[The records]
• • •

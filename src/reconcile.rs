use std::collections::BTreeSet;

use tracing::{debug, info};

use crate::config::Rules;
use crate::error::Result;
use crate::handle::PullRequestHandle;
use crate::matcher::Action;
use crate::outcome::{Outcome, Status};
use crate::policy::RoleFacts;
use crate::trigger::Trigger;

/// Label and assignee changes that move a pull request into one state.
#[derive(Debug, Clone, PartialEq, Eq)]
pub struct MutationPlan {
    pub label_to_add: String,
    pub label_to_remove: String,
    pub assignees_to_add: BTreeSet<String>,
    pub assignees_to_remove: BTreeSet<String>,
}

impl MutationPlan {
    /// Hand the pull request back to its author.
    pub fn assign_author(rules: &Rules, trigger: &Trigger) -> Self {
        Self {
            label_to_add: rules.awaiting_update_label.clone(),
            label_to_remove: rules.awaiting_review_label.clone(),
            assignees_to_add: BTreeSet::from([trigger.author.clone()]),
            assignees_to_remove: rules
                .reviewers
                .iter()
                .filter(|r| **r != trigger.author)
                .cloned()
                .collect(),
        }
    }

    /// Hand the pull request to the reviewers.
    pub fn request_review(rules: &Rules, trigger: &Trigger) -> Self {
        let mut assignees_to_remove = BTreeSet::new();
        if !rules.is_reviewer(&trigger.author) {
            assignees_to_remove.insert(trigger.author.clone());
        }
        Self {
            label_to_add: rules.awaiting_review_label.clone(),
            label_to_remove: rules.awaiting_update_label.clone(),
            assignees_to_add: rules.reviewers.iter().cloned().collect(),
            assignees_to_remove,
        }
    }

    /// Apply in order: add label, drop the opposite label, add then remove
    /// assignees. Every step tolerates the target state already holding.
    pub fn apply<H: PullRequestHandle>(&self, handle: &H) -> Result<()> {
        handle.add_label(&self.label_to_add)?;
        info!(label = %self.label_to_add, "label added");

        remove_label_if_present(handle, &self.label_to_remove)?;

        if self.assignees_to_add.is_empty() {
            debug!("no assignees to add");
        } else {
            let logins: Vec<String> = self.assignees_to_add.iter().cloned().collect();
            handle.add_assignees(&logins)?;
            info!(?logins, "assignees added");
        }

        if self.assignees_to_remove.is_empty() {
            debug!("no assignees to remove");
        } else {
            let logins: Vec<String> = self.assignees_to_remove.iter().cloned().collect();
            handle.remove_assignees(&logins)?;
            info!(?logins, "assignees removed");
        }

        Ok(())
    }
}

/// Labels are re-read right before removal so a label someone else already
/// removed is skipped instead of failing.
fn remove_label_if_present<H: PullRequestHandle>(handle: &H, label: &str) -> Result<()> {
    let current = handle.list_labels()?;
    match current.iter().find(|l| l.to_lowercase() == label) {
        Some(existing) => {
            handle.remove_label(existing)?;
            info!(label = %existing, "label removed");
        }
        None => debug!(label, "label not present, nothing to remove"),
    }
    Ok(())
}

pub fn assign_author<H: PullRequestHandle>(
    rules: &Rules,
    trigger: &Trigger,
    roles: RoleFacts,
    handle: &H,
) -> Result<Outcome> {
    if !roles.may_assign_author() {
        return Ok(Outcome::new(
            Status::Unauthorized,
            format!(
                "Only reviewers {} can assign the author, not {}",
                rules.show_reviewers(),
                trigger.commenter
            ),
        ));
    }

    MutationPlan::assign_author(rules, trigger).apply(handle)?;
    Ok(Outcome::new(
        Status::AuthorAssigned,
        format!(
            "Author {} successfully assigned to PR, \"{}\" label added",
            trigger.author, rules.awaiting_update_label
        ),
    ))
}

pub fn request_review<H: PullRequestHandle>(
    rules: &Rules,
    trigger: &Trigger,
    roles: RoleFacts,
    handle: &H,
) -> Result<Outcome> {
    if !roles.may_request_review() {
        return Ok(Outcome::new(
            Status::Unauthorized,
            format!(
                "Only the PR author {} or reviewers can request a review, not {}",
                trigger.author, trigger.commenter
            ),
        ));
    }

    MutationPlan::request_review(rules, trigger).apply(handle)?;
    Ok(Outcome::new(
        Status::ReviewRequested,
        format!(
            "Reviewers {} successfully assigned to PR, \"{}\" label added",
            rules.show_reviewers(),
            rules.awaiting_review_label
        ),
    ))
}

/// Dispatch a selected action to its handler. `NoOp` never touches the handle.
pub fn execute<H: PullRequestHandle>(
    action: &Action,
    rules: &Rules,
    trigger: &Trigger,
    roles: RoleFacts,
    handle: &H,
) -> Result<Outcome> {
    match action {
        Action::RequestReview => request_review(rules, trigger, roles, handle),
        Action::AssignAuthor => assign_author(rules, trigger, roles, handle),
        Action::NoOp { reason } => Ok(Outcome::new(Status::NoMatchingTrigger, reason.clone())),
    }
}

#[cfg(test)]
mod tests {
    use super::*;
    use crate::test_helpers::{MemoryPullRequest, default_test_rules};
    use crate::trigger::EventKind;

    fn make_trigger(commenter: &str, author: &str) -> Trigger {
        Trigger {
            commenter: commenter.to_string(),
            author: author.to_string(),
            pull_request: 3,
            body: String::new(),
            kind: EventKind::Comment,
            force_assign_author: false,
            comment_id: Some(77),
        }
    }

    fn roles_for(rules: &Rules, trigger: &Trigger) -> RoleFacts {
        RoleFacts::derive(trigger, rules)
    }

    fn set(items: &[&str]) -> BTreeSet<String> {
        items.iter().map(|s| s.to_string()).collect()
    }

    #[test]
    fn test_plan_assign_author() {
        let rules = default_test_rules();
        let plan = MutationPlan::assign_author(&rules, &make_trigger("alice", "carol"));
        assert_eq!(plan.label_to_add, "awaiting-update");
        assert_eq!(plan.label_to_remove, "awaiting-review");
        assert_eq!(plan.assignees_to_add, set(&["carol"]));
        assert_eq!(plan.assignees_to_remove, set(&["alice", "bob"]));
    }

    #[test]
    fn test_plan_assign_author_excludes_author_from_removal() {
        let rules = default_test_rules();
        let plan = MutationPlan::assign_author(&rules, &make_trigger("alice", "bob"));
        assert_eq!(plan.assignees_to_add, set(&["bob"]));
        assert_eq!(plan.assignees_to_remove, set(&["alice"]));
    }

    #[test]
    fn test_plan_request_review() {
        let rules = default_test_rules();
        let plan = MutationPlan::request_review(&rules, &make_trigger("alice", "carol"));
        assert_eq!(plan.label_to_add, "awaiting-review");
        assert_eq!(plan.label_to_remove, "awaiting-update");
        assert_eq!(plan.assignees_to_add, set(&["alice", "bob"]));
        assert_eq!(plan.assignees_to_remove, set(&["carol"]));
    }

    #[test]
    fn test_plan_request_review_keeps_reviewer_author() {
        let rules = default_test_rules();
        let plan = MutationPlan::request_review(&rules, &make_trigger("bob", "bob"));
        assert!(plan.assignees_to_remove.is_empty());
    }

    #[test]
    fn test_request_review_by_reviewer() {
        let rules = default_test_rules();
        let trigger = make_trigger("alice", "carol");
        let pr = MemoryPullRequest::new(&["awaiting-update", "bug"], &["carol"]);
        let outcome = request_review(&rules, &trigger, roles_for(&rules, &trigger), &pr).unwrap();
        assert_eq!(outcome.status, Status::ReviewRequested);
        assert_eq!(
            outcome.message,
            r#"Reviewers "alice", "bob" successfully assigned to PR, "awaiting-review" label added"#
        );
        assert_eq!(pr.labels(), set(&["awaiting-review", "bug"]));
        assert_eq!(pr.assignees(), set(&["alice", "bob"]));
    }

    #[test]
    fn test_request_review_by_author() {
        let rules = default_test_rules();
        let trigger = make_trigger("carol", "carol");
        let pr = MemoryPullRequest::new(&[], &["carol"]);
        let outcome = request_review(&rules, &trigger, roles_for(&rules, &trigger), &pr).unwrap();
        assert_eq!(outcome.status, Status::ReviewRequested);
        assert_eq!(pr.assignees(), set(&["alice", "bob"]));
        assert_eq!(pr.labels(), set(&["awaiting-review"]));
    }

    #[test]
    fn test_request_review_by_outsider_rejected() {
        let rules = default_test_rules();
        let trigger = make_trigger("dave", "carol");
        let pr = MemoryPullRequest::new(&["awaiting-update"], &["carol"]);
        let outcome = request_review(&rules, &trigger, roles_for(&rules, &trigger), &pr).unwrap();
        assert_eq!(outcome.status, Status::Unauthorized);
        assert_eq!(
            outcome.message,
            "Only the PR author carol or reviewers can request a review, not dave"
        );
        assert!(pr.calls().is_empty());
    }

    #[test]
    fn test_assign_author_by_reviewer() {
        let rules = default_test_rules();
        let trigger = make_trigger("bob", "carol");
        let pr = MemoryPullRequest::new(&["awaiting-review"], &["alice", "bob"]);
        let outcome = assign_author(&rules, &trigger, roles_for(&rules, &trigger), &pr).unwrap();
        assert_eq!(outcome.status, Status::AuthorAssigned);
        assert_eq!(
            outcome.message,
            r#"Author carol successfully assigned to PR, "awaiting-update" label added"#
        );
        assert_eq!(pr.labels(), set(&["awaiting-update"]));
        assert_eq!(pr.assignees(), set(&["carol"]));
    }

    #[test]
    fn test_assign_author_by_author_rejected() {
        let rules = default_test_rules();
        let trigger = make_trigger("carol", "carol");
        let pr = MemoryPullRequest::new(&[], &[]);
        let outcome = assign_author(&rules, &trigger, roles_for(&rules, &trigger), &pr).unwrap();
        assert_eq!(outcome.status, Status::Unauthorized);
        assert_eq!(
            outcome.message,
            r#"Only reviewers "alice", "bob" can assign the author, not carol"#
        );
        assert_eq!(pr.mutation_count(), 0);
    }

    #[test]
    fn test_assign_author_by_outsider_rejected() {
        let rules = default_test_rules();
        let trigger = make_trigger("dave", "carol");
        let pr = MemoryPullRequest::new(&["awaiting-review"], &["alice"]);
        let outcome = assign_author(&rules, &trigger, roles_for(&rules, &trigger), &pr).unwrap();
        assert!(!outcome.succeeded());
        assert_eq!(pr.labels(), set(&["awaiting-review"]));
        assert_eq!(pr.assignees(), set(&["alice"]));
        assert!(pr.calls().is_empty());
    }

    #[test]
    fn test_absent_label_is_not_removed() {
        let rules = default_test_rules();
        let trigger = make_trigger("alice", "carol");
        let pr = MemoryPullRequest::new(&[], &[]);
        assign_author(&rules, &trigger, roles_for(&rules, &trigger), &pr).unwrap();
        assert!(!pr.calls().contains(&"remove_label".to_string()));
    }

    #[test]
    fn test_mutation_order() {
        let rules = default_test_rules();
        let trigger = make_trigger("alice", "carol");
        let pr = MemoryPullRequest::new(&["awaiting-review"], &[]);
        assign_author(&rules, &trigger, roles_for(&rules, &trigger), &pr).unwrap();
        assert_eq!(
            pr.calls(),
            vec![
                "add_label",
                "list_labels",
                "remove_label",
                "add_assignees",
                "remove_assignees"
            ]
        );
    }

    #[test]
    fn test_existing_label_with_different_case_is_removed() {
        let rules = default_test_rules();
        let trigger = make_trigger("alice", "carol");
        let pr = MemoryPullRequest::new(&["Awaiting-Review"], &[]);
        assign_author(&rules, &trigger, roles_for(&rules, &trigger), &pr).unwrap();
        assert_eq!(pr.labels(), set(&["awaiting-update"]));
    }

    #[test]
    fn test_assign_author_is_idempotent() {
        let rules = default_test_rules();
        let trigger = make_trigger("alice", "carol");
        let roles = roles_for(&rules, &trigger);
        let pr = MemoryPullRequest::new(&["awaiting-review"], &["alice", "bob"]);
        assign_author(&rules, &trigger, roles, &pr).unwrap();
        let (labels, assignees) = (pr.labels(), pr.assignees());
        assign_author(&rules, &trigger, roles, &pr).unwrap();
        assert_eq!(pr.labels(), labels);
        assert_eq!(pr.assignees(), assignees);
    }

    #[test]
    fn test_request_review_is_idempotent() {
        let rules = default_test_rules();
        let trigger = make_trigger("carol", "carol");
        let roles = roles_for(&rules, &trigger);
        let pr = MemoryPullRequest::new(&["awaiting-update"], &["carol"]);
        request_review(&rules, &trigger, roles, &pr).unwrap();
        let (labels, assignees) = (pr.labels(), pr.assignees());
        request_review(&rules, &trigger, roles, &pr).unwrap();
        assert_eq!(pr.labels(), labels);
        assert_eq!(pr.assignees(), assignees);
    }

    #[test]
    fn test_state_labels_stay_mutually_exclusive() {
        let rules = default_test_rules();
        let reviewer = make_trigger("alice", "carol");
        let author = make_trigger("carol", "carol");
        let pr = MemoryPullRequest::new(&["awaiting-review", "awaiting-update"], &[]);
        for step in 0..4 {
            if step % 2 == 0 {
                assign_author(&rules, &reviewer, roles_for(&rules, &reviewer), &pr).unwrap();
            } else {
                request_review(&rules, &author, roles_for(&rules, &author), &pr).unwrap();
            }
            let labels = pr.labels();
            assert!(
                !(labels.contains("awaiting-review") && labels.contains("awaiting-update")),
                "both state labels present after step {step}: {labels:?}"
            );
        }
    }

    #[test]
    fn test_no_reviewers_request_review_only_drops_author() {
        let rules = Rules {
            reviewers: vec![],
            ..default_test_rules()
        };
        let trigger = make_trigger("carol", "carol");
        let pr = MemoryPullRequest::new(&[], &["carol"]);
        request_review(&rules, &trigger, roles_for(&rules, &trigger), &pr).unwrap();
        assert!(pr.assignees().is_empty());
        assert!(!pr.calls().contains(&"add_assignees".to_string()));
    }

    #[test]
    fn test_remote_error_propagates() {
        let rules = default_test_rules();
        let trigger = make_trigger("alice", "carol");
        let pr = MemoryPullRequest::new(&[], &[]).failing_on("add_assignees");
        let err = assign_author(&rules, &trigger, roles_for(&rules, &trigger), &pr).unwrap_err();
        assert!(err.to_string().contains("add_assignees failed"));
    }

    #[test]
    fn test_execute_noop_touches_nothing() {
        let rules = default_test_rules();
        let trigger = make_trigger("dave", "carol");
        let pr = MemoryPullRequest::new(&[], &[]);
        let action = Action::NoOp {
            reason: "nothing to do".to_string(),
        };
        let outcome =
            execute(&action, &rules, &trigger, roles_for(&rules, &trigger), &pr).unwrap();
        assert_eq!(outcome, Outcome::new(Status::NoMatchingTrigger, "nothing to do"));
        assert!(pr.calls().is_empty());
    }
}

• • •

[Task description]
Look over the listing and return each line that holds "info".

[Answer section]
use tracing::{debug, info};
        info!(label = %self.label_to_add, "label added");
            info!(?logins, "assignees added");
            info!(?logins, "assignees removed");
            info!(label = %existing, "label removed");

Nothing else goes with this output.